再会と決意
アリラらしい答えだった。
台所には調理用の暖炉があり、真ん中には長方形の木製の机があり全体的に質素だった。
暖炉からはグツグツとシチューの匂いが薫っていて男達はお腹をグゥウウと鳴らす。
「さぁ二人とも座りたまえ」
二人を机の背もたれのある椅子に招くと、椅子を一つ両手で引いた。
「アリラちゃん僕が運ぶよ」
もう一人のダンがそういうと熱いシチューの元へ行き手慣れたように軍手をはめ運ぼうとするが、
「あわっ」
持ち上げて一歩踏み出した瞬間に足を絡めて全てを床にぶちまけてしまう。ダンが助けたのは肩を引き寄せたアリラだった。しかし当の本人は被りそうになった自分の心配ではなく。
「ダン! 怪我はないか?!」
情けないダンの方だった。そしてどこか前の躓いてこけるアリラとダンを重ねたダンは口元を緩めながら首を左右に振った。
「ご、ごめ……」
涙目になりながら謝り、直ぐに床を拭こうとするが「あちっ」と火傷をしてしまう。
(こ奴にアリラを任せておけない……)
ダンは思った。
(悪趣味な芸があるからには先で前の世界と同じ様な未来が待っている可能性がある……)
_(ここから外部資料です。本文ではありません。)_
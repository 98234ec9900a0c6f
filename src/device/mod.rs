//! Hardware interface the controller programs enable registers through
use irq_catalog::{RegisterId, RegisterWidth};
use static_assertions::const_assert_eq;

pub mod mmio;

pub use mmio::MmioBank;

/// Register access layer owning the enable registers described by a catalog
pub trait RegisterBank {
    /// Stores `value` into the enable bits of `register`.
    ///
    /// # Note
    ///
    /// Must be a single store to the hardware, not a read-modify-write sequence: the caller is the
    /// only writer and always passes the complete register value.
    fn write_enable_bits(&self, register: RegisterId, value: u64);

    /// Returns `true` if the bank holds `register` and can store every bit of a `width`-wide
    /// value into it
    fn accepts(&self, register: RegisterId, width: RegisterWidth) -> bool;
}

/// Native unsigned integer type of an enable register
pub trait RegisterWord: Copy {
    /// Width of the type in register terms
    const WIDTH: RegisterWidth;

    /// Narrows a mask to the register width, dropping any bits beyond it
    fn from_mask(mask: u64) -> Self;
}

impl<B: RegisterBank + ?Sized> RegisterBank for &B {
    #[inline]
    fn write_enable_bits(&self, register: RegisterId, value: u64) {
        (**self).write_enable_bits(register, value)
    }

    #[inline]
    fn accepts(&self, register: RegisterId, width: RegisterWidth) -> bool {
        (**self).accepts(register, width)
    }
}

macro_rules! register_word_impl {
    ($t:ty, $width:ident) => {
        const_assert_eq!(core::mem::size_of::<$t>() * 8, RegisterWidth::$width.bits() as usize);

        impl RegisterWord for $t {
            const WIDTH: RegisterWidth = RegisterWidth::$width;

            #[inline(always)]
            fn from_mask(mask: u64) -> Self {
                mask as $t
            }
        }
    };
}

register_word_impl!(u8, U8);
register_word_impl!(u16, U16);
register_word_impl!(u32, U32);
register_word_impl!(u64, U64);

#[cfg(test)]
mod tests {
    use irq_catalog::RegisterWidth;

    use super::RegisterWord;

    #[test]
    fn test_from_mask_truncates() {
        assert_eq!(u8::from_mask(0x1FF), 0xFF);
        assert_eq!(u16::from_mask(0xF_0001), 0x0001);
        assert_eq!(u32::from_mask(u64::MAX), u32::MAX);
        assert_eq!(u64::from_mask(1 << 63), 1 << 63);
        assert_eq!(<u16 as RegisterWord>::WIDTH, RegisterWidth::U16);
    }
}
愛する人をこの手で切り捨てるアリラを想像してしまう。それがどれほどの苦痛か。そんな経験をして欲しくなかった。
それ以前に戦地で死んでしまう可能性だってあり得るのだ。ダンがこの世界に干渉している時点で未来がネジ曲がっているかもしれない。
ダンはアリラがどれくらい強いのかはまだ知らなかったが、今度こそ自分が守ろうと心に誓う。
「冷めた後に布で拭け……私が飯を作ろう」
もう一人のダンに駆け寄っていたアリラはダンを見やげると申し訳なさそうにした。
「客人に作らせるなんてー…」
「いいんだ」
ダンは慣れた手つきで料理をしだすと、手を冷やし心配げにもう一人の彼を見つめているアリラの視線が気になりちらりと盗み見た。
(もう一度あの視線を独り占めしたい……のか)
大人気なくそう考える自分がいることに気づくと、ダンはまた無心で手を動かした。
暖炉にかけた鍋にバター、塩、を溶かし薄力粉を入れて炒める。小型のブリキ缶から牛乳を少量ずつ加えていれかき混ぜながら熱し、なめらかになったら野菜籠の中から取り出し輪切りにしたナス、ズッキーニを入れ、乱切りにしたパプリカを入れ10分くらい煮る。くし切りにしたトマトいれ夏野菜のシチューの完成。
夏なのにシチューなのは先ほども含め彼女が好きそうだったからだ。
床を拭き終わった2人は椅子に座り大人しくご飯を待っていた。
「凄い……いい薫りだ」
スンスンと二人は薫りを嗅ぐとお腹を鳴らした。
「そういえば名前は何ていうんだ?」
木の皿によそい配っているとアリラが質問してきてもう一人のダンも縦に首を振った。
「……ジン」
咄嗟に思いついた名前を口にすると二人とも呼び慣れない名前を言い「いい名前だ」と言い頷いた。